* The records
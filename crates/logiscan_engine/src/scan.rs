//! Sampling a predicate over a [`Domain`].
//!
//! Every scan goes through one point primitive, [`DomainEvaluator::evaluate_at`],
//! which keeps the outcome tri-state. The public scans project
//! [`PointValue::Undefined`] to false.

use logiscan_expr::{Expression, Value, Variables};

use crate::classifier::QuantifierKind;
use crate::domain::{Domain, PredicateType, TruthSegment};
use crate::predicate::Predicate;

/// Magnitude above which a numeric result counts as true.
pub const DEFAULT_TRUTHY_EPSILON: f64 = 1e-4;

/// Result of evaluating a predicate at one point.
#[derive(Debug, Clone, Copy, PartialEq, Eq, Hash)]
pub enum PointValue {
    True,
    False,
    /// Evaluation failed (division by zero, domain error, unbound name, ...)
    Undefined,
}

impl PointValue {
    pub fn is_true(self) -> bool {
        self == PointValue::True
    }

    pub fn name(self) -> &'static str {
        match self {
            PointValue::True => "true",
            PointValue::False => "false",
            PointValue::Undefined => "undefined",
        }
    }
}

impl From<bool> for PointValue {
    fn from(b: bool) -> Self {
        if b {
            PointValue::True
        } else {
            PointValue::False
        }
    }
}

#[derive(Debug, Clone, Copy, PartialEq)]
pub struct Sample {
    pub x: f64,
    pub value: PointValue,
}

#[derive(Debug, Clone, Copy, PartialEq)]
pub struct DomainEvaluator {
    epsilon: f64,
}

impl Default for DomainEvaluator {
    fn default() -> Self {
        Self::new(DEFAULT_TRUTHY_EPSILON)
    }
}

impl DomainEvaluator {
    pub fn new(epsilon: f64) -> Self {
        Self { epsilon }
    }

    pub fn epsilon(&self) -> f64 {
        self.epsilon
    }

    /// Evaluate `expression` with `variable = x`.
    pub fn evaluate_at(&self, expression: &Expression, variable: &str, x: f64) -> PointValue {
        let mut vars = Variables::new();
        self.point(expression, &mut vars, variable, x)
    }

    fn point(&self, expression: &Expression, vars: &mut Variables, variable: &str, x: f64) -> PointValue {
        vars.bind(variable, x);
        match expression.evaluate(vars) {
            Ok(Value::Bool(b)) => b.into(),
            Ok(Value::Number(n)) => (n.abs() > self.epsilon).into(),
            Err(err) => {
                tracing::trace!(target: "scan", x, error = %err, "point_undefined");
                PointValue::Undefined
            }
        }
    }

    // Yields the projected truth of each point of `grid`, reusing one binding map.
    fn truths<'a>(
        &'a self,
        predicate: &'a Predicate,
        grid: impl Iterator<Item = f64> + 'a,
    ) -> impl Iterator<Item = (f64, bool)> + 'a {
        let mut vars = Variables::new();
        grid.map(move |x| {
            let value = self.point(predicate.expression(), &mut vars, predicate.bound_variable(), x);
            (x, value.is_true())
        })
    }

    /// Three-way classification over the strict grid.
    pub fn classify(&self, predicate: &Predicate, domain: &Domain) -> PredicateType {
        let mut found_true = false;
        let mut found_false = false;

        for (_, truth) in self.truths(predicate, domain.strict_grid()) {
            if truth {
                found_true = true;
            } else {
                found_false = true;
            }
            if found_true && found_false {
                tracing::debug!(target: "scan", %domain, "classify_short_circuit");
                return PredicateType::Satisfiable;
            }
        }

        // Empty grid or only false samples
        if found_true {
            PredicateType::AlwaysTrue
        } else {
            PredicateType::AlwaysFalse
        }
    }

    /// Maximal true runs over the tolerant grid.
    ///
    /// A segment opens at the first true sample and closes at the last true
    /// sample before a false one; a segment still open at the end closes at
    /// `domain.max`.
    pub fn truth_segments(&self, predicate: &Predicate, domain: &Domain) -> Vec<TruthSegment> {
        let mut segments = Vec::new();
        let mut open: Option<f64> = None;
        let mut samples = 0usize;

        for (x, truth) in self.truths(predicate, domain.tolerant_grid()) {
            samples += 1;
            match (truth, open) {
                (true, None) => open = Some(x),
                (false, Some(start)) => {
                    segments.push(TruthSegment {
                        start,
                        end: x - domain.step,
                    });
                    open = None;
                }
                _ => {}
            }
        }

        if let Some(start) = open {
            segments.push(TruthSegment {
                start,
                end: domain.max,
            });
        }

        tracing::debug!(
            target: "scan",
            %domain,
            samples,
            segments = segments.len(),
            "truth_segments"
        );
        segments
    }

    /// Truth of `kind x. predicate` over the tolerant grid.
    ///
    /// An empty grid is false for both kinds: a universal statement needs at
    /// least one witness here, unlike classical logic.
    pub fn evaluate_quantified(
        &self,
        predicate: &Predicate,
        kind: QuantifierKind,
        domain: &Domain,
    ) -> bool {
        let mut truths = self.truths(predicate, domain.tolerant_grid());
        let result = match kind {
            QuantifierKind::Universal => {
                let mut any = false;
                let mut all = true;
                for (_, truth) in truths.by_ref() {
                    any = true;
                    if !truth {
                        all = false;
                        break;
                    }
                }
                any && all
            }
            QuantifierKind::Existential => truths.any(|(_, truth)| truth),
        };

        tracing::debug!(target: "scan", %kind, %domain, result, "quantified");
        result
    }

    /// Every tolerant-grid point with its tri-state value.
    pub fn sample(&self, predicate: &Predicate, domain: &Domain) -> Vec<Sample> {
        let mut vars = Variables::new();
        domain
            .tolerant_grid()
            .map(|x| Sample {
                x,
                value: self.point(predicate.expression(), &mut vars, predicate.bound_variable(), x),
            })
            .collect()
    }
}

#[cfg(test)]
mod tests {
    use super::*;

    fn predicate(src: &str) -> Predicate {
        Predicate::compile(src, false, "x").unwrap()
    }

    fn segments(src: &str, min: f64, max: f64, step: f64) -> Vec<(f64, f64)> {
        DomainEvaluator::default()
            .truth_segments(&predicate(src), &Domain::new(min, max, step))
            .into_iter()
            .map(|s| (s.start, s.end))
            .collect()
    }

    #[test]
    fn test_evaluate_at_truthiness() {
        let ev = DomainEvaluator::default();
        let e = Expression::parse("x - 1").unwrap();
        assert_eq!(ev.evaluate_at(&e, "x", 1.0), PointValue::False);
        assert_eq!(ev.evaluate_at(&e, "x", 1.00001), PointValue::False);
        assert_eq!(ev.evaluate_at(&e, "x", 3.0), PointValue::True);

        let e = Expression::parse("1 / x > 0").unwrap();
        assert_eq!(ev.evaluate_at(&e, "x", 0.0), PointValue::Undefined);
        assert_eq!(ev.evaluate_at(&e, "y", 1.0), PointValue::Undefined);
    }

    #[test]
    fn test_classify() {
        let ev = DomainEvaluator::default();
        let d = Domain::new(-2.0, 2.0, 1.0);
        assert_eq!(ev.classify(&predicate("x > 0"), &d), PredicateType::Satisfiable);
        assert_eq!(ev.classify(&predicate("x * x >= 0"), &d), PredicateType::AlwaysTrue);
        assert_eq!(ev.classify(&predicate("x > 100"), &d), PredicateType::AlwaysFalse);
        // Undefined everywhere projects to false
        assert_eq!(ev.classify(&predicate("sqrt(-1 - x*x) > 0"), &d), PredicateType::AlwaysFalse);
    }

    #[test]
    fn test_classify_empty_domain_is_always_false() {
        let ev = DomainEvaluator::default();
        let d = Domain::new(2.0, -2.0, 1.0);
        assert_eq!(ev.classify(&predicate("x * x >= 0"), &d), PredicateType::AlwaysFalse);
    }

    #[test]
    fn test_truth_segments() {
        assert_eq!(segments("x > 0", -2.0, 2.0, 1.0), vec![(1.0, 2.0)]);
        assert_eq!(segments("x > 10", -2.0, 2.0, 1.0), Vec::<(f64, f64)>::new());
        assert_eq!(segments("x * x >= 0", -2.0, 2.0, 1.0), vec![(-2.0, 2.0)]);
        assert_eq!(
            segments("x <= -1 or x >= 1", -3.0, 3.0, 1.0),
            vec![(-3.0, -1.0), (1.0, 3.0)]
        );
        // Undefined at 0 splits the run
        assert_eq!(
            segments("1 / x != 5", -2.0, 2.0, 1.0),
            vec![(-2.0, -1.0), (1.0, 2.0)]
        );
    }

    #[test]
    fn test_quantified() {
        let ev = DomainEvaluator::default();
        let p = predicate("x > 0");
        let positive = Domain::new(1.0, 10.0, 1.0);
        let symmetric = Domain::new(-5.0, 5.0, 1.0);
        let negative = Domain::new(-10.0, -1.0, 1.0);

        assert!(ev.evaluate_quantified(&p, QuantifierKind::Universal, &positive));
        assert!(!ev.evaluate_quantified(&p, QuantifierKind::Universal, &symmetric));
        assert!(ev.evaluate_quantified(&p, QuantifierKind::Existential, &symmetric));
        assert!(!ev.evaluate_quantified(&p, QuantifierKind::Existential, &negative));
    }

    #[test]
    fn test_quantified_empty_domain_is_false() {
        let ev = DomainEvaluator::default();
        let p = predicate("x * x >= 0");
        let empty = Domain::new(0.0, 1.0, -1.0);
        assert!(!ev.evaluate_quantified(&p, QuantifierKind::Universal, &empty));
        assert!(!ev.evaluate_quantified(&p, QuantifierKind::Existential, &empty));
    }

    #[test]
    fn test_sample_keeps_undefined() {
        let ev = DomainEvaluator::default();
        let samples = ev.sample(&predicate("1 / x > 0"), &Domain::new(-1.0, 1.0, 1.0));
        let values: Vec<_> = samples.iter().map(|s| (s.x, s.value)).collect();
        assert_eq!(
            values,
            vec![
                (-1.0, PointValue::False),
                (0.0, PointValue::Undefined),
                (1.0, PointValue::True)
            ]
        );
    }

    #[test]
    fn test_custom_epsilon() {
        let e = Expression::parse("x").unwrap();
        assert_eq!(DomainEvaluator::new(0.5).evaluate_at(&e, "x", 0.4), PointValue::False);
        assert_eq!(DomainEvaluator::new(0.1).evaluate_at(&e, "x", 0.4), PointValue::True);
    }
}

* What you will do
What is needed here is one number: how many lines of the entries hold the string "tracing".

* Exercise solution
4